**Task objective:** Where does "SyncState" occur in the listing? Copy every line that holds it.

**Task input:**
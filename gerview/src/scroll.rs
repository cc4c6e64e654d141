//! Keeps two independently scrollable viewports visually coherent.
//!
//! Pure geometry: a fixed-interval tick inspects both viewports, elects the
//! one that moved as the driver, and projects its offset onto the follower.
//! When pane heights differ the follower can be configured proportional per
//! axis, mapping the driver's fractional offset onto the follower's own
//! scrollable range. Content semantics never enter here.

use std::sync::atomic::{AtomicBool, Ordering};
use std::sync::{Arc, Mutex};
use std::time::Duration;

use tokio::task::JoinHandle;
use tokio::time::MissedTickBehavior;
use tracing::debug;

/// Scroll geometry of one pane: current offset plus the visible and total
/// extents, in rendered-row/column units.
#[derive(Debug, Clone, Copy, PartialEq)]
pub struct Viewport {
    pub position: (f64, f64),
    pub viewport_extent: (f64, f64),
    pub layout_extent: (f64, f64),
}

impl Viewport {
    pub fn new(layout_extent: (f64, f64), viewport_extent: (f64, f64)) -> Self {
        Viewport {
            position: (0.0, 0.0),
            viewport_extent,
            layout_extent,
        }
    }

    /// Maximum scroll offset per axis; zero when content fits the viewport.
    pub fn scrollable(&self) -> (f64, f64) {
        (
            (self.layout_extent.0 - self.viewport_extent.0).max(0.0),
            (self.layout_extent.1 - self.viewport_extent.1).max(0.0),
        )
    }

    /// Current offset clamped into the scrollable range.
    pub fn clamped_position(&self) -> (f64, f64) {
        let range = self.scrollable();
        (
            self.position.0.clamp(0.0, range.0),
            self.position.1.clamp(0.0, range.1),
        )
    }
}

/// A viewport shared between the embedder (which scrolls it) and the
/// synchronizer (which projects onto it).
pub type SharedViewport = Arc<Mutex<Viewport>>;

pub fn shared(viewport: Viewport) -> SharedViewport {
    Arc::new(Mutex::new(viewport))
}

fn read(view: &SharedViewport) -> Viewport {
    match view.lock() {
        Ok(guard) => *guard,
        Err(poisoned) => *poisoned.into_inner(),
    }
}

fn write_position(view: &SharedViewport, position: (f64, f64)) {
    let mut guard = match view.lock() {
        Ok(guard) => guard,
        Err(poisoned) => poisoned.into_inner(),
    };
    guard.position = position;
}

/// Per-pane synchronization state.
pub struct Scroller {
    view: SharedViewport,
    last_position: Option<(f64, f64)>,
    target: (f64, f64),
    proportional_x: bool,
    proportional_y: bool,
}

impl Scroller {
    pub fn new(view: SharedViewport, proportional_x: bool, proportional_y: bool) -> Self {
        let snapshot = read(&view);
        Scroller {
            last_position: Some(snapshot.position),
            target: snapshot.clamped_position(),
            view,
            proportional_x,
            proportional_y,
        }
    }

    fn project_axis(proportional: bool, driver_pos: f64, driver_range: f64, own_range: f64) -> f64 {
        if proportional {
            let denominator = if driver_range <= 0.0 { 1.0 } else { driver_range };
            let fraction = (driver_pos / denominator).min(1.0);
            (fraction * own_range).ceil().clamp(0.0, own_range)
        } else {
            driver_pos.clamp(0.0, own_range)
        }
    }

    /// Recomputes this follower's target from the driver's offset and moves
    /// the viewport there.
    fn sync_to(&mut self, driver: Viewport) {
        let driver_range = driver.scrollable();
        let own_range = read(&self.view).scrollable();
        self.target = (
            Self::project_axis(
                self.proportional_x,
                driver.position.0,
                driver_range.0,
                own_range.0,
            ),
            Self::project_axis(
                self.proportional_y,
                driver.position.1,
                driver_range.1,
                own_range.1,
            ),
        );
        write_position(&self.view, self.target);
    }

    /// True if the viewport has not moved since the previous call; records
    /// the new position otherwise.
    fn is_stopped(&mut self) -> bool {
        let position = read(&self.view).position;
        if self.last_position == Some(position) {
            return true;
        }
        self.last_position = Some(position);
        false
    }

    /// True if the viewport sits at the last pushed target.
    fn is_synced(&self) -> bool {
        read(&self.view).clamped_position() == self.target
    }

    /// Adopts the current position as the target.
    fn reset(&mut self) {
        self.target = read(&self.view).clamped_position();
    }

    fn snapshot(&self) -> Viewport {
        read(&self.view)
    }
}

/// The tick-driven state machine over a synchronized pair (or more).
///
/// At most one scroller drives at a time; the rest follow its projection
/// until the driver stops and every follower has settled on its target.
pub struct SyncState {
    scrollers: Vec<Scroller>,
    active: Option<usize>,
    following: Vec<usize>,
}

impl SyncState {
    pub fn new(scrollers: Vec<Scroller>) -> Self {
        SyncState {
            scrollers,
            active: None,
            following: Vec::new(),
        }
    }

    pub fn is_idle(&self) -> bool {
        self.active.is_none()
    }

    fn push_to_followers(&mut self, driver: usize) {
        let snapshot = self.scrollers[driver].snapshot();
        let following = self.following.clone();
        for index in following {
            self.scrollers[index].sync_to(snapshot);
        }
    }

    /// One synchronization step.
    pub fn tick(&mut self) {
        match self.active {
            None => {
                for index in 0..self.scrollers.len() {
                    if self.scrollers[index].is_stopped() {
                        continue;
                    }
                    self.active = Some(index);
                    self.following = (0..self.scrollers.len())
                        .filter(|i| *i != index)
                        .collect();
                    self.push_to_followers(index);
                    break;
                }
            }
            Some(driver) => {
                let settled = self
                    .following
                    .iter()
                    .all(|&i| self.scrollers[i].is_synced());
                if settled && self.scrollers[driver].is_stopped() {
                    // One final projection corrects any rounding before the
                    // pair goes idle.
                    self.scrollers[driver].reset();
                    self.push_to_followers(driver);
                    self.following.clear();
                    self.active = None;
                } else {
                    self.push_to_followers(driver);
                }
            }
        }
    }
}

/// Owns the repeating tick task for one diff session's pane pair.
pub struct ScrollSync {
    enabled: Arc<AtomicBool>,
    task: Option<JoinHandle<()>>,
}

impl ScrollSync {
    /// Spawns the tick task. The synchronizer is tied to one session and is
    /// not shared across sessions.
    pub fn start(scrollers: Vec<Scroller>, interval: Duration) -> Self {
        let state = Arc::new(Mutex::new(SyncState::new(scrollers)));
        let enabled = Arc::new(AtomicBool::new(true));

        let tick_enabled = Arc::clone(&enabled);
        let task = tokio::spawn(async move {
            let mut ticker = tokio::time::interval(interval);
            ticker.set_missed_tick_behavior(MissedTickBehavior::Skip);
            loop {
                ticker.tick().await;
                // Cancellation is checked before every projection; a tick is
                // self-contained so nothing needs unwinding.
                if !tick_enabled.load(Ordering::SeqCst) {
                    break;
                }
                let mut guard = match state.lock() {
                    Ok(guard) => guard,
                    Err(poisoned) => poisoned.into_inner(),
                };
                guard.tick();
            }
        });

        ScrollSync {
            enabled,
            task: Some(task),
        }
    }

    pub fn is_running(&self) -> bool {
        self.enabled.load(Ordering::SeqCst)
    }

    /// Stops scheduling ticks. Safe to call more than once.
    pub fn destroy(&mut self) {
        if self.enabled.swap(false, Ordering::SeqCst) {
            debug!("scroll synchronizer stopped");
        }
        if let Some(task) = self.task.take() {
            task.abort();
        }
    }
}

#[cfg(test)]
mod tests {
    use super::*;

    fn pair(layout_a: f64, layout_b: f64, visible: f64) -> (SharedViewport, SharedViewport) {
        (
            shared(Viewport::new((500.0, layout_a), (500.0, visible))),
            shared(Viewport::new((500.0, layout_b), (500.0, visible))),
        )
    }

    fn set_y(view: &SharedViewport, y: f64) {
        let mut guard = view.lock().unwrap();
        guard.position.1 = y;
    }

    fn y(view: &SharedViewport) -> f64 {
        view.lock().unwrap().position.1
    }

    #[test]
    fn proportional_projection_scales_to_follower_range() {
        // Pane A: 200 rows, 50 visible (scrollable 150); pane B: 100 rows.
        let (a, b) = pair(200.0, 100.0, 50.0);
        let mut state = SyncState::new(vec![
            Scroller::new(Arc::clone(&a), false, true),
            Scroller::new(Arc::clone(&b), false, true),
        ]);

        state.tick();
        assert!(state.is_idle(), "no movement, no driver");

        // Scroll A to 50% of its scrollable range.
        set_y(&a, 75.0);
        state.tick();
        assert!(!state.is_idle());
        assert_eq!(y(&b), 25.0, "B lands at 50% of its own scrollable range");

        // A stopped and B settled: one more tick returns the pair to idle.
        state.tick();
        assert!(state.is_idle());
        assert_eq!(y(&b), 25.0);
    }

    #[test]
    fn raw_projection_clamps_to_follower_range() {
        let (a, b) = pair(200.0, 100.0, 50.0);
        let mut state = SyncState::new(vec![
            Scroller::new(Arc::clone(&a), false, false),
            Scroller::new(Arc::clone(&b), false, false),
        ]);

        set_y(&a, 120.0);
        state.tick();
        assert_eq!(y(&b), 50.0, "raw offset clamped to B's scrollable max");
    }

    #[test]
    fn follower_movement_elects_it_as_driver() {
        let (a, b) = pair(100.0, 100.0, 50.0);
        let mut state = SyncState::new(vec![
            Scroller::new(Arc::clone(&a), false, false),
            Scroller::new(Arc::clone(&b), false, false),
        ]);

        set_y(&b, 30.0);
        state.tick();
        assert_eq!(y(&a), 30.0, "second scroller can drive the first");
        state.tick();
        assert!(state.is_idle());

        // The pair re-activates for a new gesture after going idle.
        set_y(&a, 10.0);
        state.tick();
        assert_eq!(y(&b), 10.0);
    }

    #[tokio::test]
    async fn tick_task_follows_and_destroy_is_idempotent() {
        let (a, b) = pair(200.0, 200.0, 50.0);
        let scrollers = vec![
            Scroller::new(Arc::clone(&a), false, false),
            Scroller::new(Arc::clone(&b), false, false),
        ];
        let mut sync = ScrollSync::start(scrollers, Duration::from_millis(1));

        set_y(&a, 40.0);
        tokio::time::sleep(Duration::from_millis(50)).await;
        assert_eq!(y(&b), 40.0);

        sync.destroy();
        assert!(!sync.is_running());

        // No further ticks: moving A no longer drives B.
        set_y(&a, 90.0);
        tokio::time::sleep(Duration::from_millis(20)).await;
        assert_eq!(y(&b), 40.0);

        sync.destroy();
        assert!(!sync.is_running());
    }
}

**Exercise answer:**
pub struct SyncState {
impl SyncState {
        SyncState {
        let state = Arc::new(Mutex::new(SyncState::new(scrollers)));
        let mut state = SyncState::new(vec![
        let mut state = SyncState::new(vec![
        let mut state = SyncState::new(vec![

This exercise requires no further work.